### EXERCISE
Every line below that has "MetadataKind" in it should be copied.

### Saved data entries
______

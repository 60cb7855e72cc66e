//! Portable backend on top of the `notify` crate
//!
//! Each path gets its own non-recursive notify watch and a synthetic
//! handle. Notify events are translated back into raw signals on the
//! affected handle and its parent directory's handle, so the emitter's
//! resolution logic runs unchanged.

use super::{
    closed_error, coalesce, Backend, BackendKind, HandleLimitReached, Signal, SignalFlags,
};
use ahash::AHashMap;
use crossbeam_channel::{Receiver, RecvTimeoutError};
use notify::event::{EventKind, ModifyKind, RenameMode};
use notify::{recommended_watcher, Event, RecommendedWatcher, RecursiveMode, Watcher};
use parking_lot::Mutex;
use std::io;
use std::path::{Path, PathBuf};
use std::time::Duration;
use tracing::{debug, trace, warn};

#[derive(Default)]
struct PortableIndex {
    by_path: AHashMap<PathBuf, u64>,
    by_handle: AHashMap<u64, PathBuf>,
    next: u64,
}

impl PortableIndex {
    fn push(&self, signals: &mut Vec<Signal<u64>>, path: &Path, flags: SignalFlags) {
        if let Some(&handle) = self.by_path.get(path) {
            signals.push(Signal::Vnode { handle, flags });
        }
    }

    fn push_parent(&self, signals: &mut Vec<Signal<u64>>, path: &Path) {
        if let Some(parent) = path.parent() {
            self.push(signals, parent, SignalFlags::WRITE);
        }
    }
}

pub struct PortableBackend {
    watcher: Mutex<Option<RecommendedWatcher>>,
    rx: Receiver<notify::Result<Event>>,
    index: Mutex<PortableIndex>,
    max_events: usize,
}

impl PortableBackend {
    pub fn new(max_events: usize) -> io::Result<Self> {
        let (tx, rx) = crossbeam_channel::unbounded();
        let watcher = recommended_watcher(move |result: notify::Result<Event>| {
            // The receiver only goes away with the backend itself
            let _ = tx.send(result);
        })
        .map_err(into_io)?;
        debug!("Created notify watcher");
        Ok(Self {
            watcher: Mutex::new(Some(watcher)),
            rx,
            index: Mutex::new(PortableIndex::default()),
            max_events: max_events.max(1),
        })
    }

    fn translate(&self, event: Event, signals: &mut Vec<Signal<u64>>) {
        if event.need_rescan() {
            signals.push(Signal::Overflow);
            return;
        }

        let index = self.index.lock();
        match event.kind {
            EventKind::Create(_) => {
                for path in &event.paths {
                    index.push_parent(signals, path);
                }
            }
            EventKind::Remove(_) => {
                for path in &event.paths {
                    index.push(signals, path, SignalFlags::DELETE);
                    index.push_parent(signals, path);
                }
            }
            EventKind::Modify(ModifyKind::Name(mode)) => match mode {
                RenameMode::To => {
                    for path in &event.paths {
                        index.push_parent(signals, path);
                    }
                }
                RenameMode::From | RenameMode::Both => {
                    if let Some(src) = event.paths.first() {
                        index.push(signals, src, SignalFlags::RENAME);
                    }
                    for path in &event.paths {
                        index.push_parent(signals, path);
                    }
                }
                _ => {
                    // Direction unknown: whichever side no longer exists moved away
                    for path in &event.paths {
                        if path.symlink_metadata().is_err() {
                            index.push(signals, path, SignalFlags::RENAME);
                        }
                        index.push_parent(signals, path);
                    }
                }
            },
            EventKind::Modify(ModifyKind::Metadata(_)) => {
                for path in &event.paths {
                    index.push(signals, path, SignalFlags::ATTRIB);
                }
            }
            EventKind::Modify(_) => {
                for path in &event.paths {
                    index.push(signals, path, SignalFlags::WRITE);
                }
            }
            EventKind::Access(_) | EventKind::Any | EventKind::Other => {}
        }
    }

    fn accept(&self, received: notify::Result<Event>, signals: &mut Vec<Signal<u64>>) {
        match received {
            Ok(event) => self.translate(event, signals),
            Err(err) => warn!("notify reported an error: {}", err),
        }
    }
}

fn into_io(err: notify::Error) -> io::Error {
    match err.kind {
        notify::ErrorKind::Io(err) => err,
        notify::ErrorKind::PathNotFound => io::Error::from(io::ErrorKind::NotFound),
        notify::ErrorKind::WatchNotFound => {
            io::Error::new(io::ErrorKind::NotFound, "watch not found")
        }
        notify::ErrorKind::MaxFilesWatch => {
            io::Error::new(io::ErrorKind::Other, HandleLimitReached)
        }
        notify::ErrorKind::InvalidConfig(config) => io::Error::new(
            io::ErrorKind::InvalidInput,
            format!("invalid notify configuration: {config:?}"),
        ),
        notify::ErrorKind::Generic(message) => io::Error::new(io::ErrorKind::Other, message),
    }
}

impl Backend for PortableBackend {
    type Handle = u64;

    fn kind(&self) -> BackendKind {
        BackendKind::Portable
    }

    fn open(&self, path: &Path, _is_directory: bool) -> io::Result<u64> {
        let mut watcher = self.watcher.lock();
        let watcher = watcher.as_mut().ok_or_else(closed_error)?;
        watcher
            .watch(path, RecursiveMode::NonRecursive)
            .map_err(into_io)?;

        let mut index = self.index.lock();
        index.next += 1;
        let handle = index.next;
        index.by_path.insert(path.to_path_buf(), handle);
        index.by_handle.insert(handle, path.to_path_buf());
        trace!(handle, "Watching {}", path.display());
        Ok(handle)
    }

    fn close(&self, handle: u64) -> io::Result<()> {
        let path = {
            let mut index = self.index.lock();
            let path = index
                .by_handle
                .remove(&handle)
                .ok_or_else(|| io::Error::new(io::ErrorKind::NotFound, "unknown handle"))?;
            if index.by_path.get(&path) == Some(&handle) {
                index.by_path.remove(&path);
            }
            path
        };

        let mut watcher = self.watcher.lock();
        match watcher.as_mut() {
            Some(watcher) => watcher.unwatch(&path).map_err(into_io),
            None => Ok(()),
        }
    }

    fn wait(&self, timeout: Duration, signals: &mut Vec<Signal<u64>>) -> io::Result<()> {
        // The notify thread drops its sender asynchronously after shutdown
        if self.watcher.lock().is_none() {
            return Err(closed_error());
        }
        let first = match self.rx.recv_timeout(timeout) {
            Ok(received) => received,
            Err(RecvTimeoutError::Timeout) => return Ok(()),
            Err(RecvTimeoutError::Disconnected) => return Err(closed_error()),
        };
        self.accept(first, signals);

        let mut drained = 1;
        while drained < self.max_events {
            match self.rx.try_recv() {
                Ok(received) => {
                    self.accept(received, signals);
                    drained += 1;
                }
                Err(_) => break,
            }
        }

        coalesce(signals);
        Ok(())
    }

    fn shutdown(&self) {
        if self.watcher.lock().take().is_some() {
            debug!("Dropped notify watcher");
        }
    }
}

#[cfg(test)]
mod tests {
    use super::*;
    use notify::event::{CreateKind, DataChange, MetadataKind, RemoveKind};
    use tempfile::TempDir;

    fn backend_with(paths: &[&Path]) -> (PortableBackend, Vec<u64>) {
        let backend = PortableBackend::new(64).unwrap();
        let handles = paths
            .iter()
            .map(|path| backend.open(path, true).unwrap())
            .collect();
        (backend, handles)
    }

    #[test]
    fn test_create_signals_parent_write() {
        let temp_dir = TempDir::new().unwrap();
        let root = temp_dir.path();
        let (backend, handles) = backend_with(&[root]);

        let mut signals = Vec::new();
        let event = Event::new(EventKind::Create(CreateKind::File)).add_path(root.join("a.txt"));
        backend.translate(event, &mut signals);

        assert_eq!(
            signals,
            vec![Signal::Vnode { handle: handles[0], flags: SignalFlags::WRITE }]
        );
    }

    #[test]
    fn test_remove_signals_self_and_parent() {
        let temp_dir = TempDir::new().unwrap();
        let root = temp_dir.path();
        let file = root.join("a.txt");
        std::fs::write(&file, b"x").unwrap();
        let (backend, handles) = backend_with(&[root, &file]);

        let mut signals = Vec::new();
        let event = Event::new(EventKind::Remove(RemoveKind::File)).add_path(file.clone());
        backend.translate(event, &mut signals);

        assert!(signals.contains(&Signal::Vnode {
            handle: handles[1],
            flags: SignalFlags::DELETE
        }));
        assert!(signals.contains(&Signal::Vnode {
            handle: handles[0],
            flags: SignalFlags::WRITE
        }));
    }

    #[test]
    fn test_modify_kinds() {
        let temp_dir = TempDir::new().unwrap();
        let file = temp_dir.path().join("a.txt");
        std::fs::write(&file, b"x").unwrap();
        let (backend, handles) = backend_with(&[&file]);

        let mut signals = Vec::new();
        let data = Event::new(EventKind::Modify(ModifyKind::Data(DataChange::Content)))
            .add_path(file.clone());
        let meta = Event::new(EventKind::Modify(ModifyKind::Metadata(MetadataKind::Any)))
            .add_path(file.clone());
        backend.translate(data, &mut signals);
        backend.translate(meta, &mut signals);
        coalesce(&mut signals);

        assert_eq!(
            signals,
            vec![Signal::Vnode {
                handle: handles[0],
                flags: SignalFlags::WRITE | SignalFlags::ATTRIB
            }]
        );
    }

    #[test]
    fn test_rescan_becomes_overflow() {
        let backend = PortableBackend::new(8).unwrap();
        let mut signals = Vec::new();
        let event = Event::new(EventKind::Other).set_flag(notify::event::Flag::Rescan);
        backend.translate(event, &mut signals);
        assert_eq!(signals, vec![Signal::Overflow]);
    }

    #[test]
    fn test_close_forgets_handle() {
        let temp_dir = TempDir::new().unwrap();
        let root = temp_dir.path();
        let (backend, handles) = backend_with(&[root]);

        backend.close(handles[0]).unwrap();
        assert!(backend.close(handles[0]).is_err());

        let mut signals = Vec::new();
        let event = Event::new(EventKind::Create(CreateKind::File)).add_path(root.join("a.txt"));
        backend.translate(event, &mut signals);
        assert!(signals.is_empty());
    }

    #[test]
    fn test_wait_receives_from_notify_thread() {
        let temp_dir = TempDir::new().unwrap();
        let root = std::fs::canonicalize(temp_dir.path()).unwrap();
        let (backend, handles) = backend_with(&[&root]);

        std::fs::write(root.join("a.txt"), b"x").unwrap();

        let deadline = std::time::Instant::now() + Duration::from_secs(5);
        let mut signals = Vec::new();
        while std::time::Instant::now() < deadline {
            backend.wait(Duration::from_millis(100), &mut signals).unwrap();
            if signals.iter().any(|s| {
                matches!(s, Signal::Vnode { handle, flags }
                    if *handle == handles[0] && flags.contains(SignalFlags::WRITE))
            }) {
                return;
            }
        }
        panic!("no signal for the watched directory: {:?}", signals);
    }

    #[test]
    fn test_wait_after_shutdown_is_closed() {
        let backend = PortableBackend::new(8).unwrap();
        backend.shutdown();
        let err = backend
            .wait(Duration::from_millis(10), &mut Vec::new())
            .unwrap_err();
        assert_eq!(
            super::super::classify_wait_error(&err),
            super::super::WaitFailure::Closed
        );
    }
}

______

### OUTPUT FOR THIS TASK
    use notify::event::{CreateKind, DataChange, MetadataKind, RemoveKind};
        let meta = Event::new(EventKind::Modify(ModifyKind::Metadata(MetadataKind::Any)))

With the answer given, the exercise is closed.